Caregivers and patients need to be guided towards the most
efficient and effective ways to manage this disease. Further studies on the
influence of genetic factors, exacerbations, comorbidities, natural history,
deaths and costs are necessary to contrast the increasing health and economic
burden of COPD.
Some new broncodilators, inhaled steroids and selective
phosphodiesterase 4 inhibitors are in the late phases of clinical trials. New
evidence is being acquired on the effectiveness on symptoms and mortality rate
of non invasive mechanical ventilation.
New sophisticated technologies including telecare systems
and stand-alone electronic devices capable of supporting older people at home
have been widely advertised although larger studies are still needed (Horton,
2008).
Moreover, some aspects of COPD health care should also be
also taken into consideration.
The use of telecare aimed at helping older people to
remain independent at home, reduce hospital admissions and improve the quality
of life should be implemented in COPD patients.
Previous studies have documented similar levels of end-of-life
symptom burden for lung cancer and chronic obstructive pulmonary disease (COPD)
patients, yet there has been little comparison of health care utilization
during this period.

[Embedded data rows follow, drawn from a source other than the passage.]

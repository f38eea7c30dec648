//! Source directory resolution for imports.
//!
//! For each of `metadata` and `screenshots`, first match wins:
//!
//! 1. the explicit directory flag
//! 2. `<fastlane-dir>/<kind>` when a fastlane directory flag is given
//! 3. the Deliverfile directive, relative to the Deliverfile
//! 4. `<base>/<kind>`, where base is the Deliverfile's directory or the
//!    working directory
//!
//! A missing directory from 1-3 is an error. A missing default is skipped.

use std::fmt;
use std::path::{Path, PathBuf};

use serde::Serialize;
use tracing::{debug, info};

use crate::deliverfile::DeliverfileConfig;
use crate::error::{MigrateError, Result};
use crate::types::SkippedItem;

/// Where a resolved directory came from.
#[derive(Debug, Clone, Copy, PartialEq, Eq, Serialize)]
#[serde(rename_all = "snake_case")]
pub enum PathSource {
    Flag,
    Deliverfile,
    Default,
}

impl fmt::Display for PathSource {
    fn fmt(&self, f: &mut fmt::Formatter<'_>) -> fmt::Result {
        match self {
            PathSource::Flag => write!(f, "flag"),
            PathSource::Deliverfile => write!(f, "Deliverfile"),
            PathSource::Default => write!(f, "default"),
        }
    }
}

/// A directory chosen for the run, with its provenance.
#[derive(Debug, Clone, PartialEq, Eq, Serialize)]
pub struct ResolvedDir {
    pub path: PathBuf,
    pub source: PathSource,
}

/// What the caller asked for.
#[derive(Debug, Clone, Default)]
pub struct ResolveRequest {
    pub workdir: PathBuf,
    pub fastlane_dir: Option<PathBuf>,
    pub metadata_dir: Option<PathBuf>,
    pub screenshots_dir: Option<PathBuf>,
    pub deliverfile: Option<DeliverfileConfig>,
}

/// Effective source directories for an import run.
#[derive(Debug, Clone, Default, Serialize)]
pub struct ImportInputs {
    pub metadata: Option<ResolvedDir>,
    pub screenshots: Option<ResolvedDir>,
    pub deliverfile: Option<PathBuf>,
    /// Default directories that did not exist
    pub skipped: Vec<SkippedItem>,
}

/// Looks for a Deliverfile. With a fastlane directory only
/// `<fastlane-dir>/Deliverfile` is checked, otherwise `<workdir>/Deliverfile`
/// then `<workdir>/fastlane/Deliverfile`.
pub fn discover_deliverfile(workdir: &Path, fastlane_dir: Option<&Path>) -> Option<PathBuf> {
    let candidates = match fastlane_dir {
        Some(dir) => vec![absolutize(workdir, dir).join("Deliverfile")],
        None => vec![
            workdir.join("Deliverfile"),
            workdir.join("fastlane").join("Deliverfile"),
        ],
    };

    let found = candidates.into_iter().find(|c| c.is_file());
    match &found {
        Some(path) => info!(path = %path.display(), "found Deliverfile"),
        None => debug!(workdir = %workdir.display(), "no Deliverfile found"),
    }
    found
}

fn absolutize(workdir: &Path, path: &Path) -> PathBuf {
    if path.is_absolute() {
        path.to_path_buf()
    } else {
        workdir.join(path)
    }
}

/// Resolves the metadata and screenshots directories.
pub fn resolve_import_inputs(request: &ResolveRequest) -> Result<ImportInputs> {
    let deliverfile = request.deliverfile.as_ref();
    let default_base = deliverfile
        .map(|d| d.base_dir().to_path_buf())
        .unwrap_or_else(|| request.workdir.clone());

    let mut inputs = ImportInputs {
        deliverfile: deliverfile.map(|d| d.path.clone()),
        ..Default::default()
    };

    inputs.metadata = resolve_dir(
        "metadata",
        request,
        request.metadata_dir.as_deref(),
        deliverfile.and_then(DeliverfileConfig::metadata_dir),
        &default_base,
        &mut inputs.skipped,
    )?;
    inputs.screenshots = resolve_dir(
        "screenshots",
        request,
        request.screenshots_dir.as_deref(),
        deliverfile.and_then(DeliverfileConfig::screenshots_dir),
        &default_base,
        &mut inputs.skipped,
    )?;

    Ok(inputs)
}

/// Directory an export writes to: same precedence as an import, without
/// requiring the directory to exist.
pub fn export_metadata_dir(request: &ResolveRequest) -> PathBuf {
    if let Some(dir) = &request.metadata_dir {
        return absolutize(&request.workdir, dir);
    }
    if let Some(fastlane) = &request.fastlane_dir {
        return absolutize(&request.workdir, fastlane).join("metadata");
    }
    let deliverfile = request.deliverfile.as_ref();
    if let Some(dir) = deliverfile.and_then(DeliverfileConfig::metadata_dir) {
        return dir;
    }
    deliverfile
        .map(|d| d.base_dir().to_path_buf())
        .unwrap_or_else(|| request.workdir.clone())
        .join("metadata")
}

fn resolve_dir(
    kind: &str,
    request: &ResolveRequest,
    explicit: Option<&Path>,
    declared: Option<PathBuf>,
    default_base: &Path,
    skipped: &mut Vec<SkippedItem>,
) -> Result<Option<ResolvedDir>> {
    let (path, source) = if let Some(dir) = explicit {
        (absolutize(&request.workdir, dir), PathSource::Flag)
    } else if let Some(fastlane) = &request.fastlane_dir {
        (absolutize(&request.workdir, fastlane).join(kind), PathSource::Flag)
    } else if let Some(dir) = declared {
        (dir, PathSource::Deliverfile)
    } else {
        (default_base.join(kind), PathSource::Default)
    };

    if path.is_dir() {
        debug!(kind, path = %path.display(), source = %source, "resolved directory");
        return Ok(Some(ResolvedDir { path, source }));
    }

    if source == PathSource::Default {
        info!(kind, path = %path.display(), "default directory not found, skipping");
        skipped.push(SkippedItem {
            path: path.display().to_string(),
            reason: "default directory not found".to_string(),
        });
        return Ok(None);
    }

    Err(MigrateError::PathMissing {
        kind: kind.to_string(),
        path,
        origin: source,
    })
}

Goodridge et al (2008) showed that in the last 12 months of
life, decedents with COPD were more likely to be institutionalized in a long
term care setting (41% vs. 12.5%, p<0.05) and to receive long-term home care
(26% vs 9.7%, p<0.05), but were much less likely to receive palliative care
in hospital (47.6% vs 5.1%, p<0.001) or at home (37.4% vs 2.8%, p<0.05)
than people with lung cancer. Patients with COPD generally have limited access
to enriched resources available through palliative care programs, partially due
to the difficulty in prognosis. The development of new and more responsive
models of end-of-life care for this population will be contingent upon understanding
current patterns of health care utilization.